Basically, if you're already at the top, the only place you can go is down. It is well known that over many trials, individuals who perform very well in early trials will tend to perform worse in later ones. This doesn't suggest that the individuals themselves are getting much worse, but instead reflects some aspects of the random nature of success. An illustrative example can be seen in baseball, where players with the highest batting averages in one season tend to have lower batting averages the following season. That doesn't mean that all the top-performing players have all gotten worse; instead it's a reflection of the fact that almost all individuals have worse batting averages than the best averages from any one year. There's some element of random chance in being "the best", and it's simply unlikely to consistently come out on top.

We can view this scenario as a series of trials, where individuals earn their degree, get a professorship, and then become tenured.
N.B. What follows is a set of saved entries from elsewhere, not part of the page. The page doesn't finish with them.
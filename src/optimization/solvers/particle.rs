use std::ops::ControlFlow;

use rand::rngs::StdRng;
use rand::{Rng, SeedableRng};

use super::traits::{
    Problem, SearchCallback, Strategy, StrategyResult, Termination, clamp_to_bounds, probe,
};
use crate::error::Result;

/// Particle Swarm Optimization - often outperforms gradient-based methods
/// for noisy, non-convex problems with fewer cost evaluations
pub struct ParticleSwarm {
    max_iter: u32,
    precision: f64,
    population_size: usize,
    inertia: f64,   // w - velocity inertia weight
    cognitive: f64, // c1 - personal best influence
    social: f64,    // c2 - global best influence
    seed: Option<u64>,
}

impl ParticleSwarm {
    pub fn new(max_iter: u32, precision: f64) -> Self {
        Self {
            max_iter,
            precision,
            population_size: 20,
            inertia: 0.7,
            cognitive: 1.5,
            social: 1.5,
            seed: None,
        }
    }

    /// Configure swarm size (default: 20)
    pub fn with_population_size(mut self, size: usize) -> Self {
        self.population_size = size.max(1);
        self
    }

    /// Configure PSO parameters (defaults: w=0.7, c1=1.5, c2=1.5)
    pub fn with_pso_params(mut self, inertia: f64, cognitive: f64, social: f64) -> Self {
        self.inertia = inertia;
        self.cognitive = cognitive;
        self.social = social;
        self
    }

    pub fn with_seed(mut self, seed: Option<u64>) -> Self {
        self.seed = seed;
        self
    }

    /// Initialize particle positions uniformly within bounds
    fn initialize_particles(
        &self,
        rng: &mut StdRng,
        bounds: &[(f64, f64)],
        initial_params: &[f64],
    ) -> Vec<Vec<f64>> {
        let mut particles = Vec::with_capacity(self.population_size);

        // First particle is the provided initial guess
        let mut first = initial_params.to_vec();
        clamp_to_bounds(&mut first, bounds);
        particles.push(first);

        for _ in 1..self.population_size {
            particles.push(bounds.iter().map(|&(min, max)| rng.gen_range(min..=max)).collect());
        }

        particles
    }

    /// Initialize velocities (small random values)
    fn initialize_velocities(&self, rng: &mut StdRng, bounds: &[(f64, f64)]) -> Vec<Vec<f64>> {
        (0..self.population_size)
            .map(|_| {
                bounds
                    .iter()
                    .map(|&(min, max)| {
                        let range = (max - min) * 0.1;
                        rng.gen_range(-range..=range)
                    })
                    .collect()
            })
            .collect()
    }
}

impl Strategy for ParticleSwarm {
    fn name(&self) -> &str {
        "PSO"
    }

    fn solve(
        &mut self,
        problem: &dyn Problem,
        callback: &mut dyn SearchCallback,
    ) -> Result<StrategyResult> {
        let n = problem.num_params();
        let bounds = problem.bounds();
        let mut rng = match self.seed {
            Some(seed) => StdRng::seed_from_u64(seed),
            None => StdRng::from_entropy(),
        };

        // Initialize swarm
        let mut particles = self.initialize_particles(&mut rng, bounds, problem.initial_params());
        let mut velocities = self.initialize_velocities(&mut rng, bounds);
        let mut personal_best_positions = particles.clone();
        let mut personal_best_costs = vec![f64::INFINITY; self.population_size];

        let mut global_best_idx = 0;
        let mut global_best_cost = f64::INFINITY;

        let mut cost_evals = 0;
        let mut stagnation_counter = 0;
        const MAX_STAGNATION: u32 = 5;

        for iter in 0..self.max_iter {
            let prev_global_best = global_best_cost;

            // Evaluate all particles
            for p in 0..self.population_size {
                clamp_to_bounds(&mut particles[p], bounds);

                let cost = match probe(problem, &particles[p], &mut cost_evals)? {
                    ControlFlow::Continue(cost) => cost,
                    ControlFlow::Break(halt) => return Ok(halt.into_result(iter + 1, cost_evals, 0)),
                };

                if cost < personal_best_costs[p] {
                    personal_best_costs[p] = cost;
                    personal_best_positions[p].copy_from_slice(&particles[p]);
                }

                if cost < global_best_cost {
                    global_best_cost = cost;
                    global_best_idx = p;
                }
            }

            let best = &personal_best_positions[global_best_idx];
            callback.on_iteration(iter + 1, best, global_best_cost)?;

            let finish = |termination| {
                StrategyResult::new(termination, global_best_cost, iter + 1, best.clone())
                    .with_evals(cost_evals, 0)
            };

            if callback.should_stop() {
                return Ok(finish(Termination::StoppedByCallback));
            }

            if global_best_cost < self.precision {
                return Ok(finish(Termination::Converged));
            }

            if (prev_global_best - global_best_cost).abs() < self.precision * 0.01 {
                stagnation_counter += 1;
                if stagnation_counter >= MAX_STAGNATION {
                    return Ok(finish(Termination::Stagnated));
                }
            } else {
                stagnation_counter = 0;
            }

            // Update velocities and positions for all particles
            let global_best = personal_best_positions[global_best_idx].clone();
            for p in 0..self.population_size {
                for i in 0..n {
                    let r1: f64 = rng.gen_range(0.0..1.0);
                    let r2: f64 = rng.gen_range(0.0..1.0);

                    velocities[p][i] = self.inertia * velocities[p][i]
                        + self.cognitive * r1 * (personal_best_positions[p][i] - particles[p][i])
                        + self.social * r2 * (global_best[i] - particles[p][i]);

                    // Clamp velocity to fraction of search space
                    let (min, max) = bounds[i];
                    let v_max = (max - min) * 0.2;
                    velocities[p][i] = velocities[p][i].clamp(-v_max, v_max);

                    particles[p][i] += velocities[p][i];
                }

                clamp_to_bounds(&mut particles[p], bounds);
            }
        }

        Ok(StrategyResult::new(
            Termination::MaxIterations,
            global_best_cost,
            self.max_iter,
            personal_best_positions[global_best_idx].clone(),
        )
        .with_evals(cost_evals, 0))
    }
}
It's simply unlikely that someone who succeeds at the first step will succeed at all three. Even if you've earned a degree from the top 1% of academic programs, you still have a very low chance of getting a professorship at the top 1% of schools. Unless all graduates of a top 1% school earn a tenured position at a top 1% school, it must be the case that top 1% graduates, on average, get tenured at worse universities. Conversely, if you earn a degree from the bottom 1% of academic programs, practically any professorship you earn will be at a better school.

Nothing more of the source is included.